**EXERCISE AIM:** Nothing but the line with "let username = request.username.clone();" and the lines after it, through the end of the records below, is to be repeated, exactly as it is.

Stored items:
..........

//! Engine errors.

use thiserror::Error;

#[derive(Debug, Error)]
pub enum EngineError {
    #[error("configuration error: {0}")]
    Config(String),

    #[error("not authenticated")]
    NotAuthenticated,

    #[error("protocol error: {0}")]
    Protocol(#[from] lan_control_protocol::ProtocolError),

    #[error("input error: {0}")]
    Input(#[from] lan_control_input::InputError),

    #[error("clipboard error: {0}")]
    Clipboard(#[from] lan_control_clipboard::ClipboardError),

    #[error(transparent)]
    Other(#[from] anyhow::Error),
}

impl EngineError {
    /// The host rejected the session, so the user has to log in again.
    pub fn is_session_lost(&self) -> bool {
        match self {
            Self::NotAuthenticated => true,
            Self::Protocol(e) => e.is_session_lost(),
            _ => false,
        }
    }
}
//! HTTP implementation of the command channel.

use async_trait::async_trait;
use lan_control_types::{Command, LoginRequest, Reply, SessionInfo};
use reqwest::{Client, Url};
use serde::de::DeserializeOwned;
use serde_json::Value;
use tracing::debug;

use crate::channel::{CommandChannel, SessionApi};
use crate::error::ProtocolError;
use crate::wire::{self, Method, Route};

/// JSON-over-HTTP transport to a host.
///
/// Holds a cookie store so the session cookie set by `/api/login` travels
/// with every later request. Cloning shares the connection pool and cookies.
#[derive(Debug, Clone)]
pub struct HttpTransport {
    client: Client,
    base: Url,
}

impl HttpTransport {
    /// Create a transport for the host at `base_url` (e.g. `http://10.0.0.2:4001`).
    pub fn new(base_url: &str) -> Result<Self, ProtocolError> {
        let base = Url::parse(base_url)
            .map_err(|e| ProtocolError::InvalidUrl(format!("{base_url}: {e}")))?;
        if base.cannot_be_a_base() {
            return Err(ProtocolError::InvalidUrl(base_url.to_string()));
        }
        let client = Client::builder().cookie_store(true).build()?;
        Ok(Self { client, base })
    }

    /// The host base URL.
    pub fn base_url(&self) -> &Url {
        &self.base
    }

    async fn execute<T>(&self, route: Route, body: Option<Value>) -> Result<T, ProtocolError>
    where
        T: DeserializeOwned + Default,
    {
        let url = self
            .base
            .join(route.path)
            .map_err(|e| ProtocolError::InvalidUrl(e.to_string()))?;
        let request = match route.method {
            Method::Get => self.client.get(url),
            Method::Post => self
                .client
                .post(url)
                .json(&body.unwrap_or_else(wire::empty_body)),
        };
        let response = request.send().await?;
        let status = response.status();
        let bytes = response.bytes().await?;
        debug!(path = route.path, status = status.as_u16(), "host replied");
        wire::parse_body(
            status.as_u16(),
            status.canonical_reason().unwrap_or("request failed"),
            &bytes,
        )
    }
}

#[async_trait]
impl CommandChannel for HttpTransport {
    async fn send(&self, command: Command) -> Result<Reply, ProtocolError> {
        let route = wire::route(&command);
        let body = wire::body(&command)?;
        self.execute(route, body).await
    }
}

#[async_trait]
impl SessionApi for HttpTransport {
    async fn session(&self) -> Result<SessionInfo, ProtocolError> {
        match self.execute(wire::SESSION, None).await {
            Err(e) if e.is_session_lost() => Ok(SessionInfo::default()),
            other => other,
        }
    }

    async fn login(&self, request: LoginRequest) -> Result<SessionInfo, ProtocolError> {
        let username = request.username.clone();
        let body = serde_json::to_value(&request)?;
        let reply: SessionInfo = self.execute(wire::LOGIN, Some(body)).await?;
        Ok(SessionInfo {
            authenticated: true,
            username: reply.username.or(Some(username)),
        })
    }

    async fn logout(&self) -> Result<(), ProtocolError> {
        let _: Value = self.execute(wire::LOGOUT, None).await?;
        Ok(())
    }
}
//! Protocol and transport errors.

use thiserror::Error;

#[derive(Debug, Error)]
pub enum ProtocolError {
    #[error("invalid server URL: {0}")]
    InvalidUrl(String),

    #[error("HTTP error: {0}")]
    Http(#[from] reqwest::Error),

    #[error("request rejected ({status}): {message}")]
    Rejected { status: u16, message: String },

    #[error("failed to decode reply: {0}")]
    Decode(#[from] serde_json::Error),

    #[error(transparent)]
    Other(#[from] anyhow::Error),
}

impl ProtocolError {
    /// The host no longer recognises the session cookie.
    #[must_use]
    pub fn is_session_lost(&self) -> bool {
        matches!(self, Self::Rejected { status: 401 | 403, .. })
    }
}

..........

**RESULT OF THE EXERCISE:**
        let username = request.username.clone();
        let body = serde_json::to_value(&request)?;
        let reply: SessionInfo = self.execute(wire::LOGIN, Some(body)).await?;
        Ok(SessionInfo {
            authenticated: true,
            username: reply.username.or(Some(username)),
        })
    }

    async fn logout(&self) -> Result<(), ProtocolError> {
        let _: Value = self.execute(wire::LOGOUT, None).await?;
        Ok(())
    }
}
//! Protocol and transport errors.

use thiserror::Error;

#[derive(Debug, Error)]
pub enum ProtocolError {
    #[error("invalid server URL: {0}")]
    InvalidUrl(String),

    #[error("HTTP error: {0}")]
    Http(#[from] reqwest::Error),

    #[error("request rejected ({status}): {message}")]
    Rejected { status: u16, message: String },

    #[error("failed to decode reply: {0}")]
    Decode(#[from] serde_json::Error),

    #[error(transparent)]
    Other(#[from] anyhow::Error),
}

impl ProtocolError {
    /// The host no longer recognises the session cookie.
    #[must_use]
    pub fn is_session_lost(&self) -> bool {
        matches!(self, Self::Rejected { status: 401 | 403, .. })
    }
}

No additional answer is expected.